Among these records, tally each line with the word "impl"; the answer is that number alone.

_Collected data entries_.
•••••

//! Client facades: registry registration, discovery, RPC calling, and topics.

mod discovery;
mod pool;
mod topic;

pub use discovery::OfflineCallback;
pub use topic::SubscribeCallback;

use std::collections::hash_map::Entry;
use std::collections::HashMap;
use std::sync::{Arc, Mutex};
use std::time::Duration;

use patchbay_wire::{
    FromMessage, HostAddress, Message, MessageKind, ResponseCode, RpcRequest, RpcResponse,
    ServiceRequest, ServiceResponse, TopicRequest,
};
use serde_json::Value;
use tracing::{debug, info};

use crate::client::discovery::Discoverer;
use crate::client::topic::TopicManager;
use crate::config::ClientConfig;
use crate::dispatch::Dispatcher;
use crate::error::PatchbayError;
use crate::net::{Client, CloseHook, Connection};
use crate::requestor::{PendingResponse, Requestor};

/// Registers methods with a registry on behalf of a serving process.
pub struct RegistryClient {
    client: Client,
    requestor: Requestor,
    response_timeout: Duration,
}

impl RegistryClient {
    pub async fn connect(addr: &str, config: ClientConfig) -> Result<Self, PatchbayError> {
        let requestor = Requestor::new();
        let dispatcher = Arc::new(Dispatcher::new());
        requestor.attach(&dispatcher, &[MessageKind::RspService]);
        let client =
            Client::connect(addr, dispatcher, vec![requestor.close_hook()], &config).await?;
        Ok(Self {
            client,
            requestor,
            response_timeout: config.response_timeout,
        })
    }

    /// Announces that this process serves `method` at `host`.
    pub async fn register_service(
        &self,
        method: &str,
        host: &HostAddress,
    ) -> Result<(), PatchbayError> {
        let pending = self.requestor.send(
            self.client.connection(),
            ServiceRequest::registry(method, host).into(),
        )?;
        let msg = pending.wait(self.response_timeout).await?;
        let rsp = ServiceResponse::from_message(msg)
            .ok_or(PatchbayError::MalformedResponse("expected RSP_SERVICE"))?;
        match rsp.code() {
            Some(ResponseCode::Ok) => Ok(()),
            Some(code) => Err(PatchbayError::Response { code }),
            None => Err(PatchbayError::MalformedResponse("unknown rcode")),
        }
    }

    pub fn shutdown(&self) {
        self.client.shutdown();
    }
}

impl Drop for RegistryClient {
    fn drop(&mut self) {
        // Closing the link is what takes this process's registrations
        // offline at the registry.
        self.client.shutdown();
    }
}

/// Asks a registry which providers serve a method and keeps the answer fresh
/// through online/offline pushes.
pub struct DiscoveryClient {
    client: Client,
    discoverer: Arc<Discoverer>,
}

impl DiscoveryClient {
    /// `offline` runs each time a provider goes offline, after the host has
    /// left its method pool.
    pub async fn connect<F>(
        addr: &str,
        offline: F,
        config: ClientConfig,
    ) -> Result<Self, PatchbayError>
    where
        F: Fn(&HostAddress) + Send + Sync + 'static,
    {
        let requestor = Requestor::new();
        let discoverer = Arc::new(Discoverer::new(
            requestor.clone(),
            Arc::new(offline),
            config.response_timeout,
        ));
        let dispatcher = Arc::new(Dispatcher::new());
        requestor.attach(&dispatcher, &[MessageKind::RspService]);
        {
            let discoverer = discoverer.clone();
            dispatcher.register(move |conn: &Arc<Connection>, req: ServiceRequest| {
                discoverer.on_notice(conn, req);
            });
        }
        let client =
            Client::connect(addr, dispatcher, vec![requestor.close_hook()], &config).await?;
        Ok(Self { client, discoverer })
    }

    /// Round-robin pick of a provider for `method`; queries the registry on
    /// first use of the method.
    pub async fn discover_service(&self, method: &str) -> Result<HostAddress, PatchbayError> {
        self.discoverer
            .discover(self.client.connection(), method)
            .await
    }

    /// Whether the pool for `method` currently lists `host`.
    pub fn knows_host(&self, method: &str, host: &HostAddress) -> bool {
        self.discoverer.knows_host(method, host)
    }

    pub fn shutdown(&self) {
        self.client.shutdown();
    }
}

impl Drop for DiscoveryClient {
    fn drop(&mut self) {
        self.client.shutdown();
    }
}

enum CallTarget {
    Direct(Client),
    Discovery {
        discovery: DiscoveryClient,
        cache: Arc<Mutex<HashMap<HostAddress, Arc<Client>>>>,
        dispatcher: Arc<Dispatcher>,
        close_hooks: Vec<CloseHook>,
    },
}

/// Invokes remote methods, either against one named server or against
/// whatever providers a registry advertises.
pub struct RpcClient {
    requestor: Requestor,
    config: ClientConfig,
    target: CallTarget,
}

impl RpcClient {
    /// Direct mode: every call goes to the one server at `addr`.
    pub async fn direct(addr: &str, config: ClientConfig) -> Result<Self, PatchbayError> {
        let requestor = Requestor::new();
        let dispatcher = Arc::new(Dispatcher::new());
        requestor.attach(&dispatcher, &[MessageKind::RspRpc]);
        let client =
            Client::connect(addr, dispatcher, vec![requestor.close_hook()], &config).await?;
        Ok(Self {
            requestor,
            config,
            target: CallTarget::Direct(client),
        })
    }

    /// Discovery mode: providers are found through the registry at
    /// `registry_addr`, and one long-lived connection per provider host is
    /// cached. An offline notice evicts the cache entry for that host without
    /// force-closing it; calls in flight on it finish or fail on their own.
    pub async fn with_discovery(
        registry_addr: &str,
        config: ClientConfig,
    ) -> Result<Self, PatchbayError> {
        let requestor = Requestor::new();
        let dispatcher = Arc::new(Dispatcher::new());
        requestor.attach(&dispatcher, &[MessageKind::RspRpc]);

        let cache: Arc<Mutex<HashMap<HostAddress, Arc<Client>>>> =
            Arc::new(Mutex::new(HashMap::new()));
        let offline = {
            let cache = cache.clone();
            move |host: &HostAddress| {
                if cache
                    .lock()
                    .expect("connection cache lock poisoned")
                    .remove(host)
                    .is_some()
                {
                    info!(%host, "evicted cached connection for offline provider");
                }
            }
        };
        let discovery = DiscoveryClient::connect(registry_addr, offline, config.clone()).await?;

        Ok(Self {
            requestor: requestor.clone(),
            config,
            target: CallTarget::Discovery {
                discovery,
                cache,
                dispatcher,
                close_hooks: vec![requestor.close_hook()],
            },
        })
    }

    /// Blocking style: sends and waits for the result, bounded by the
    /// configured response timeout.
    pub async fn call(&self, method: &str, params: Value) -> Result<Value, PatchbayError> {
        let pending = self.start_call(method, params).await?;
        pending.result().await
    }

    /// Future style: returns as soon as the request is on the wire; await
    /// [`PendingCall::result`] later for the outcome.
    pub async fn call_future(
        &self,
        method: &str,
        params: Value,
    ) -> Result<PendingCall, PatchbayError> {
        self.start_call(method, params).await
    }

    /// Callback style: `on_result` is invoked with the unwrapped result, or
    /// with the error if the call fails or the connection dies.
    pub async fn call_with<F>(
        &self,
        method: &str,
        params: Value,
        on_result: F,
    ) -> Result<(), PatchbayError>
    where
        F: FnOnce(Result<Value, PatchbayError>) + Send + 'static,
    {
        let conn = self.connection_for(method).await?;
        self.requestor.send_callback(
            &conn,
            RpcRequest::new(method, params).into(),
            move |result| on_result(result.and_then(unwrap_rpc_result)),
        )?;
        Ok(())
    }

    /// The discovery side of this client, when it runs in discovery mode.
    pub fn discovery(&self) -> Option<&DiscoveryClient> {
        match &self.target {
            CallTarget::Direct(_) => None,
            CallTarget::Discovery { discovery, .. } => Some(discovery),
        }
    }

    /// Hosts with a cached connection (empty in direct mode).
    pub fn cached_hosts(&self) -> Vec<HostAddress> {
        match &self.target {
            CallTarget::Direct(_) => Vec::new(),
            CallTarget::Discovery { cache, .. } => cache
                .lock()
                .expect("connection cache lock poisoned")
                .keys()
                .cloned()
                .collect(),
        }
    }

    async fn start_call(&self, method: &str, params: Value) -> Result<PendingCall, PatchbayError> {
        let conn = self.connection_for(method).await?;
        let pending = self
            .requestor
            .send(&conn, RpcRequest::new(method, params).into())?;
        Ok(PendingCall {
            pending,
            timeout: self.config.response_timeout,
        })
    }

    async fn connection_for(&self, method: &str) -> Result<Arc<Connection>, PatchbayError> {
        match &self.target {
            CallTarget::Direct(client) => Ok(client.connection().clone()),
            CallTarget::Discovery {
                discovery,
                cache,
                dispatcher,
                close_hooks,
            } => {
                let host = discovery.discover_service(method).await?;

                // Cache lookup and connect are separate lock scopes: the
                // cache lock is never held across connect.
                if let Some(existing) = cache
                    .lock()
                    .expect("connection cache lock poisoned")
                    .get(&host)
                    .cloned()
                {
                    return Ok(existing.connection().clone());
                }

                debug!(%host, %method, "dialing provider");
                let fresh = Arc::new(
                    Client::connect(
                        &host.to_string(),
                        dispatcher.clone(),
                        close_hooks.clone(),
                        &self.config,
                    )
                    .await?,
                );
                let client = {
                    let mut cache = cache.lock().expect("connection cache lock poisoned");
                    match cache.entry(host) {
                        // Another call dialed the same host first; keep the
                        // established entry and drop ours.
                        Entry::Occupied(entry) => {
                            fresh.shutdown();
                            entry.get().clone()
                        }
                        Entry::Vacant(entry) => {
                            entry.insert(fresh.clone());
                            fresh
                        }
                    }
                };
                Ok(client.connection().clone())
            }
        }
    }
}

impl Drop for RpcClient {
    fn drop(&mut self) {
        match &self.target {
            CallTarget::Direct(client) => client.shutdown(),
            CallTarget::Discovery { cache, .. } => {
                let cached: Vec<Arc<Client>> = cache
                    .lock()
                    .expect("connection cache lock poisoned")
                    .drain()
                    .map(|(_, client)| client)
                    .collect();
                for client in cached {
                    client.shutdown();
                }
            }
        }
    }
}

/// Handle for an in-flight RPC call (future style).
pub struct PendingCall {
    pending: PendingResponse,
    timeout: Duration,
}

impl PendingCall {
    /// The request id on the wire.
    pub fn id(&self) -> &str {
        self.pending.id()
    }

    /// Waits for the response and unwraps the JSON `result` value.
    pub async fn result(self) -> Result<Value, PatchbayError> {
        let msg = self.pending.wait(self.timeout).await?;
        unwrap_rpc_result(msg)
    }
}

fn unwrap_rpc_result(msg: Message) -> Result<Value, PatchbayError> {
    let rsp = RpcResponse::from_message(msg)
        .ok_or(PatchbayError::MalformedResponse("expected RSP_RPC"))?;
    match rsp.code() {
        Some(ResponseCode::Ok) => rsp
            .result()
            .cloned()
            .ok_or(PatchbayError::MalformedResponse("missing result")),
        Some(code) => Err(PatchbayError::Response { code }),
        None => Err(PatchbayError::MalformedResponse("unknown rcode")),
    }
}

/// Talks to a topic broker: topic lifecycle, subscription, and publishing.
pub struct TopicClient {
    client: Client,
    topics: Arc<TopicManager>,
}

impl TopicClient {
    pub async fn connect(addr: &str, config: ClientConfig) -> Result<Self, PatchbayError> {
        let requestor = Requestor::new();
        let topics = Arc::new(TopicManager::new(
            requestor.clone(),
            config.response_timeout,
        ));
        let dispatcher = Arc::new(Dispatcher::new());
        requestor.attach(&dispatcher, &[MessageKind::RspTopic]);
        {
            let topics = topics.clone();
            dispatcher.register(move |conn: &Arc<Connection>, req: TopicRequest| {
                topics.on_publish(conn, req);
            });
        }
        let client =
            Client::connect(addr, dispatcher, vec![requestor.close_hook()], &config).await?;
        Ok(Self { client, topics })
    }

    pub async fn create(&self, key: &str) -> Result<(), PatchbayError> {
        self.topics.create(self.client.connection(), key).await
    }

    pub async fn remove(&self, key: &str) -> Result<(), PatchbayError> {
        self.topics.remove(self.client.connection(), key).await
    }

    /// Subscribes to `key`; `callback(topic_key, payload)` runs for every
    /// message the broker pushes on it.
    pub async fn subscribe<F>(&self, key: &str, callback: F) -> Result<(), PatchbayError>
    where
        F: Fn(&str, &str) + Send + Sync + 'static,
    {
        self.topics
            .subscribe(self.client.connection(), key, Arc::new(callback))
            .await
    }

    pub async fn cancel(&self, key: &str) -> Result<(), PatchbayError> {
        self.topics.cancel(self.client.connection(), key).await
    }

    pub async fn publish(&self, key: &str, payload: &str) -> Result<(), PatchbayError> {
        self.topics
            .publish(self.client.connection(), key, payload)
            .await
    }

    pub fn shutdown(&self) {
        self.client.shutdown();
    }
}

impl Drop for TopicClient {
    fn drop(&mut self) {
        self.client.shutdown();
    }
}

•••••

_TASK SOLUTION_. 9